Those numbers played out this way: Flood waters cut off Brant Point lighthouse so that it appeared to be on an island of its own. The water was nearing three feet deep as it rolled up Easton Street. It flooded the three buildings that make up Coast Guard Station Brant Point and put its floating dock under hip-deep seawater.

When a storm and flooding are predicted, the Coast Guard spends about two days cleaning out the basements of its buildings and moving the equipment to an upper floor. Sometimes, faced with a storm, a decision is made to move the motor-rescue boats over to the Nantucket Boat Basin, but this time they stayed at the dock. Soon, it was obvious that getting personnel down Easton Street in a vehicle was going to be a problem. The answer was to run a boat over to the Town Pier to pick up enough off-duty personnel to bring the Coast Guard to full staff.
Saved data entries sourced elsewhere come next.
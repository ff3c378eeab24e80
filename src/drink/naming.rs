//! Drink name generation

use rand::Rng;
use rand::seq::SliceRandom;

use super::builder::Drink;
use super::catalog::{Category, DrinkType};

pub const HOT_ADJECTIVES: [&str; 8] = [
    "Warm", "Cozy", "Steamy", "Rich", "Smooth", "Creamy", "Bold", "Aromatic",
];

pub const COLD_ADJECTIVES: [&str; 8] = [
    "Cool",
    "Refreshing",
    "Crisp",
    "Icy",
    "Smooth",
    "Zesty",
    "Bright",
    "Energizing",
];

fn first_word(name: &str) -> &str {
    name.split_whitespace().next().unwrap_or("")
}

fn first_in_category(drink: &Drink, category: Category) -> Option<&'static str> {
    drink
        .ingredients
        .iter()
        .find(|i| i.ingredient.category == category)
        .map(|i| i.ingredient.name)
}

/// Builds a name from a random adjective, the first base and the first flavor.
pub fn generate_drink_name<R: Rng + ?Sized>(drink: &Drink, rng: &mut R) -> String {
    let (adjectives, fallback_base, fallback_name) = match drink.drink_type {
        DrinkType::Hot => (&HOT_ADJECTIVES, "Coffee", "Custom Hot Drink"),
        DrinkType::Cold => (&COLD_ADJECTIVES, "Brew", "Custom Cold Drink"),
    };

    let adjective = adjectives.choose(rng).copied().unwrap_or_default();
    let base = first_in_category(drink, Category::Base)
        .map(first_word)
        .unwrap_or(fallback_base);
    let flavor = first_in_category(drink, Category::Flavor)
        .map(first_word)
        .unwrap_or("");

    let combinations: Vec<String> = [
        format!("{adjective} {flavor} {base}"),
        format!("{flavor} {adjective} {base}"),
        format!("The {adjective} {base}"),
        format!("{base} {adjective}"),
    ]
    .into_iter()
    .map(|name| name.split_whitespace().collect::<Vec<_>>().join(" "))
    .filter(|name| !name.is_empty())
    .collect();

    combinations
        .choose(rng)
        .cloned()
        .unwrap_or_else(|| fallback_name.to_string())
}

#[cfg(test)]
mod tests {
    use super::*;
    use crate::drink::DrinkBuilder;
    use rand::SeedableRng;
    use rand::rngs::StdRng;

    fn names(builder: &DrinkBuilder, seeds: u64) -> Vec<String> {
        (0..seeds)
            .map(|seed| generate_drink_name(builder.drink(), &mut StdRng::seed_from_u64(seed)))
            .collect()
    }

    #[test]
    fn test_name_uses_first_words_of_base_and_flavor() {
        let mut builder = DrinkBuilder::new(DrinkType::Hot, 60);
        builder.add_ingredient("pike-place").unwrap();
        builder.add_ingredient("brown-sugar").unwrap();
        builder.add_ingredient("espresso").unwrap();

        for name in names(&builder, 32) {
            assert!(name.contains("Pike"), "{name}");
            assert!(!name.contains("Espresso"), "{name}");
            assert!(!name.contains("  "), "{name}");
            assert!(HOT_ADJECTIVES.iter().any(|a| name.contains(a)), "{name}");
        }
    }

    #[test]
    fn test_missing_base_falls_back() {
        let mut builder = DrinkBuilder::new(DrinkType::Cold, 60);
        builder.add_ingredient("mango").unwrap();

        for name in names(&builder, 32) {
            assert!(name.contains("Brew"), "{name}");
            assert!(COLD_ADJECTIVES.iter().any(|a| name.contains(a)), "{name}");
        }
    }

    #[test]
    fn test_missing_flavor_collapses_spaces() {
        let mut builder = DrinkBuilder::new(DrinkType::Hot, 60);
        builder.add_ingredient("whipped-cream").unwrap();

        for name in names(&builder, 32) {
            assert!(name.contains("Coffee"), "{name}");
            assert_eq!(name, name.trim());
            assert!(!name.contains("  "), "{name}");
        }
    }

    #[test]
    fn test_same_seed_same_name() {
        let mut builder = DrinkBuilder::new(DrinkType::Hot, 60);
        builder.add_ingredient("matcha").unwrap();

        let a = generate_drink_name(builder.drink(), &mut StdRng::seed_from_u64(7));
        let b = generate_drink_name(builder.drink(), &mut StdRng::seed_from_u64(7));
        assert_eq!(a, b);
    }
}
“The whole infrastructure will have to be redone here if we see a significant rise in sea level,” Brant Point chief Chris Swiatek said a year later. “This station is going to be a problem. We are typically under three to four feet of water in high-tide cycles, usually ones that correlate to lunar events. But five or six years down the road something is going to have to be done.”

Cars parked in the flood zone were totaled by seawater, homes were shifted on their foundations, families displaced. Nantucket firefighters evacuated 20 people from flooded neighborhoods.

At Jim Weimann’s coffee shop on Broad Street, 18 inches of seawater flooded the space and damaged the refrigeration system. The water rolled up the street as far as the Nantucket Whaling Museum. Washington Street was under water.

That is only a brief accounting. It is not a stretch to say it was the worst flooding in recent memory, perhaps in two decades. Those water levels, of course, were driven by a powerful storm surge. It is exactly that combination of rising sea levels and increasingly-powerful storms, driven by climate change, that has created a need to look 30, 50, 75 years into the future, while beginning to make decisions about how to deal with the impact.

“It’s happening. Sea-level rise is not stopping. Sea levels have picked up over the last several decades, in terms of overall rates, and those rates are expected to keep happening or to increase,” NOAA oceanographer William Sweet, Ph.D., said. “To what extent that happens is largely about the amount global heating increases. That’s what drives sea levels.”

Most scientific models used to predict sea-level rise offer three different scenarios: a best-case scenario, which is a low number; a medium scenario; and a high-end scenario. The differing predictions are fueled by potential climate-change rates. The best-case scenario has a higher probability of occurring. But the worst-case scenario cannot be ruled out, Sweet said, and to not prepare for it would be a mistake.

The big question is how close to that benchmark 3.8 feet above MHHW will the sea level rise, when, and how will it manifest itself as it approaches that height? A second question, nestled right there in all the predictive models and scenarios, is what will it take to spur people to action?

“More and more, the question is how to prepare for something whose impact might be three decades into the future,” Sweet said. “When it floods and flooding happens in lowlying parts of town, people often just shrug. But at what point does something become intolerable?

“There is no answer to it. But collectively, people need to face the fact that flood frequencies now are different then they were in the past, and will they change in the future? Is there a sweet spot where (you get flooding) a number of times per year and people begin to say that’s enough?”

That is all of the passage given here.